Difficile pensare che il piccolo borgo di Città della Pieve potesse avere qualche liasons con la storia di Casa Savoia, eppure questo breve racconto cercherà di farvi addentrare nel fitto intrigo degli amori di corte da cui tutto è partito.
Si narra che nella lontana Torino risorgimentale preunitaria, colui che sarebbe diventato, di lì a poco, primo Re d'Italia, Vittorio Emanuele II, alla Ragion di Stato soleva preferire le ragioni del cuore.
Era noto come il Padre della Patria, ma forse pochi sanno che tale appellativo gli fu attribuito anche in senso ironico.
Vittorio Emanuele II, infatti, ebbe così tante amanti da aver con ogni probabilità figli sparsi in ogni dove. La più importante, di certo la più amata, come rivelano le lettere a lei scritte dal Re, fu Rosa Vercellana, meglio conosciuta come la Bela Rosin. Giovane figlia del tamburo maggiore dell'esercito reale, la conobbe a Racconigi nel 1847, regnante Carlo Alberto, quando lui aveva 27 anni e Rosa appena 14. Fisicamente, però, Rosa ne dimostrava almeno 20: aveva forme giunoniche e una femminilità prorompente, lunghi capelli castano-scuri e una vistosa frangetta.

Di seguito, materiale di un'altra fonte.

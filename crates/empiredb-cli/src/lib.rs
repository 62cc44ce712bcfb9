//! Command-line front end for empiredb: DDL scripts, model checks and
//! dialect phrase listings driven by an `empiredb.toml` project file.

mod check;
mod cli;
mod config;
mod ddl;
mod output;
mod phrases;

use tracing_subscriber::EnvFilter;

pub async fn run(args: Vec<String>) -> anyhow::Result<()> {
    dotenvy::dotenv().ok();
    init_tracing();

    let cmd = cli::parse_args(&args)?;
    match cmd {
        cli::Command::Help(topic) => {
            cli::print_help(topic);
            Ok(())
        }
        cli::Command::Ddl(args) => ddl::run(args),
        cli::Command::Check(args) => check::run(args).await,
        cli::Command::Phrases(args) => phrases::run(args),
    }
}

/// Log to stderr so that scripts and JSON on stdout stay clean.
fn init_tracing() {
    let filter = EnvFilter::try_from_default_env().unwrap_or_else(|_| EnvFilter::new("warn"));
    let _ = tracing_subscriber::fmt()
        .with_env_filter(filter)
        .with_writer(std::io::stderr)
        .with_target(true)
        .try_init();
}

Vittorio si innamorò della sua bellezza sana e abbondante, era la sua donna ideale. A casa, intanto, lo aspettava la magra e pallida Maria Adelaide, sposa paziente che sopportò negli anni tutte le infedeltà del Re cacciatore, senza mai ribellarsi. Da Rosina, Vittorio si toglieva la corona e si infilava le ciabatte; con lei mangiava bagnacaoda, lumache, pollo con le cipolle e tajarin con il tartufo, che la Vercellana gli preparava personalmente.
Tra i due nacque una relazione che sfidò critiche, etichetta e differenza di casta e dalla quale nacquero Vittoria nel 1848 ed Emanuele nel 1851. I figli avuti da Rosa ebbero in Vittorio Emanuele un padre affettuoso, che li seguì ed aiutò anche da adulti; più volte il re cercò di farli accettare come eredi legittimi, ma con scarso successo.
Fu così che dopo la morte della Regina nel 1855, sposò la Bela Rosin con rito religioso, che non consentirà, però, a Rosa di diventare regina.
Sposa morganatica, dunque, fu nominata anche Contessa di Mirafiori e Fontanafredda e con lo stesso decreto il Re assegnò ai figli avuti da lei il cognome di Guerrieri. .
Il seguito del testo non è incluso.